Garrett M. Graff
As ever, the NSA often applied the brakes. The Snowden leaks had exposed many of its secret programs and capabilities, forcing the agency to painstakingly rebuild its exploits and infrastructure around the world. Now, Cyber Command risked revealing its surviving programs and new infrastructure. There were frequent debates about the trade-offs of using, and therefore jeopardizing, particular assets or exploits.
More broadly, Cardon recalls, there was the old, ingrained philosophical clash between military operators geared toward the battlefield and intelligence professionals, who operate in the shadows and whose instinct is to protect their hiding places and secret backdoors. With ARES, that clash seemed to come to a head. “They would say, ‘If you do it like that, they’ll know it’s you!’” Cardon says. “I’d just look at them and say, ‘Who cares? When I’m using artillery, attack aviation, jets—you think they don’t know that it’s the United States of America?’”

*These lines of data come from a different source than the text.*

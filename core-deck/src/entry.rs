//! Dictionary entry types
//!
//! The shape returned by the external definition-lookup collaborator and
//! consumed by the lookup-to-deck action.

use serde::{Deserialize, Serialize};

use crate::models::Card;

#[derive(Debug, Clone, PartialEq, Serialize, Deserialize)]
pub struct Definition {
    pub definition: String,
    #[serde(default, skip_serializing_if = "Option::is_none")]
    pub example: Option<String>,
}

#[derive(Debug, Clone, PartialEq, Serialize, Deserialize)]
#[serde(rename_all = "camelCase")]
pub struct Meaning {
    pub part_of_speech: String,
    pub definitions: Vec<Definition>,
}

/// A structured dictionary entry for one word.
#[derive(Debug, Clone, PartialEq, Serialize, Deserialize)]
pub struct WordEntry {
    pub word: String,
    #[serde(default, skip_serializing_if = "Option::is_none")]
    pub phonetic: Option<String>,
    pub meanings: Vec<Meaning>,
}

impl Card {
    /// Build a fresh card from a dictionary entry and the definition the
    /// user picked out of it.
    pub fn from_selection(
        entry: &WordEntry,
        definition: impl Into<String>,
        example: Option<String>,
        part_of_speech: impl Into<String>,
        now_ms: i64,
    ) -> Self {
        Card::new(
            entry.word.clone(),
            entry.phonetic.clone(),
            definition,
            example,
            part_of_speech,
            now_ms,
        )
    }
}

#[cfg(test)]
mod tests {
    use super::*;
    use crate::models::CardStatus;

    #[test]
    fn card_from_selection_carries_entry_fields() {
        let entry = WordEntry {
            word: "lumen".to_string(),
            phonetic: Some("/ˈluːmən/".to_string()),
            meanings: vec![Meaning {
                part_of_speech: "noun".to_string(),
                definitions: vec![Definition {
                    definition: "the SI unit of luminous flux".to_string(),
                    example: None,
                }],
            }],
        };

        let card = Card::from_selection(
            &entry,
            "the SI unit of luminous flux",
            None,
            "noun",
            123,
        );

        assert_eq!(card.word, "lumen");
        assert_eq!(card.phonetic.as_deref(), Some("/ˈluːmən/"));
        assert_eq!(card.status, CardStatus::New);
        assert_eq!(card.created_at, 123);
    }
}
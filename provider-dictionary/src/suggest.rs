//! Autocomplete suggestions from the Datamuse API
//!
//! Suggestions are decorative: any failure degrades to an empty list so the
//! search box never shows an error for them.

use bridge_traits::http::{HttpClient, HttpRequest};
use std::sync::Arc;
use tracing::{debug, warn};

use crate::types::SuggestionItem;

/// Datamuse API base URL
const DATAMUSE_API_BASE: &str = "https://api.datamuse.com";

/// Minimum fragment length before suggestions kick in
const MIN_FRAGMENT_LEN: usize = 2;

/// Cap on returned suggestions
const MAX_SUGGESTIONS: usize = 5;

/// Word-completion client
pub struct DatamuseClient {
    http_client: Arc<dyn HttpClient>,
    base_url: String,
}

impl DatamuseClient {
    pub fn new(http_client: Arc<dyn HttpClient>) -> Self {
        Self::with_base_url(http_client, DATAMUSE_API_BASE)
    }

    /// Override the API base URL (used by tests).
    pub fn with_base_url(http_client: Arc<dyn HttpClient>, base_url: impl Into<String>) -> Self {
        Self {
            http_client,
            base_url: base_url.into(),
        }
    }

    /// Suggest completions for a typed fragment. Fragments under two
    /// characters produce nothing, as do transport or parse failures.
    pub async fn suggest(&self, fragment: &str) -> Vec<String> {
        let fragment = fragment.trim();
        if fragment.chars().count() < MIN_FRAGMENT_LEN {
            return Vec::new();
        }

        let url = format!("{}/sug?s={}", self.base_url, urlencoding::encode(fragment));
        let response = match self.http_client.execute(HttpRequest::get(url)).await {
            Ok(response) if response.is_success() => response,
            Ok(response) => {
                warn!(status = response.status, "Suggestion request rejected");
                return Vec::new();
            }
            Err(e) => {
                warn!(error = %e, "Suggestion request failed");
                return Vec::new();
            }
        };

        match response.json::<Vec<SuggestionItem>>() {
            Ok(items) => {
                let suggestions: Vec<String> = items
                    .into_iter()
                    .take(MAX_SUGGESTIONS)
                    .map(|item| item.word)
                    .collect();
                debug!(fragment, count = suggestions.len(), "Suggestions fetched");
                suggestions
            }
            Err(e) => {
                warn!(error = %e, "Suggestion response unparseable");
                Vec::new()
            }
        }
    }
}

Throughout, the pressure from the top was unrelenting. Rogers “wanted to pull out all the stops to pass this test,” a senior official recalls. Even while the effort was weeks old, Pentagon officials began complaining in the press about the slowness of the progress. The crew was working 14-hour days, seven days a week.
Finally, ARES had done the reconnaissance and laid its groundwork, penetrating ISIS’ networks and communication channels, laying malware and backdoors to ensure later access. The president had been briefed. The plan was dubbed Operation Glowing Symphony, and it would attempt to combat ISIS online by exploiting a careless weakness. The ARES team had discovered that despite ISIS’ sophisticated, multifaceted global media campaign, the terror group was just as lazy as most internet users. Nearly everything it did connected through just 10 online accounts.
On November 8, 2016—Election Day in the US—D-Day arrived. Methodically, ARES unleashed a digital assault targeting the terror group’s ability to conduct internal communications and reach potential recruits. “We launched everything,” Donald recalls.
Almost immediately, they ran into an unexpected roadblock: They were trying to break into one of the targeted accounts when up popped a simple security question: “What is the name of your pet?” A sense of dread permeated the operations floor, until an analyst piped up from the back. The answer, he said, was 1–2-5–7. “I’ve been looking at this guy for a year—he does it for everything,” the analyst explained. And sure enough, the code worked. Glowing Symphony was underway.
The team moved one by one to block ISIS from its own accounts, deleting files, resetting controls, and disabling the group’s online operations. “Within the first 60 minutes of go, I knew we were having success,” Nakasone told NPR’s Dina Temple-Raston in a rare interview last year. “We would see the targets start to come down. It’s hard to describe, but you can just sense it from being in the atmosphere that the operators, they know they’re doing really well.”
For hours that first day, operators crossed off their targets from a large sheet hung on the wall as each was taken offline. But that was just the start. In later phases, the ARES team moved to undermine ISIS’ confidence in its own systems—and members. The team slowed down the group’s uploads, deleted key files, and otherwise spread what appeared to be IT gremlins throughout their networks with the goal of injecting friction and frustration into ISIS’ heretofore smooth global march. The task force also moved to locate candidates for what it called “lethal fire.” Taken together, ARES proved successful—ISIS’ operations slowed as piece after piece of the terror group’s media empire was shuttered, from its online magazine to its official news app.
The attack became a critical proof of concept that the US could go on the offensive in cyberspace. “Operation Glowing Symphony was what broke the dam,” Buckner says. “It gave an actual operational example that people could understand.”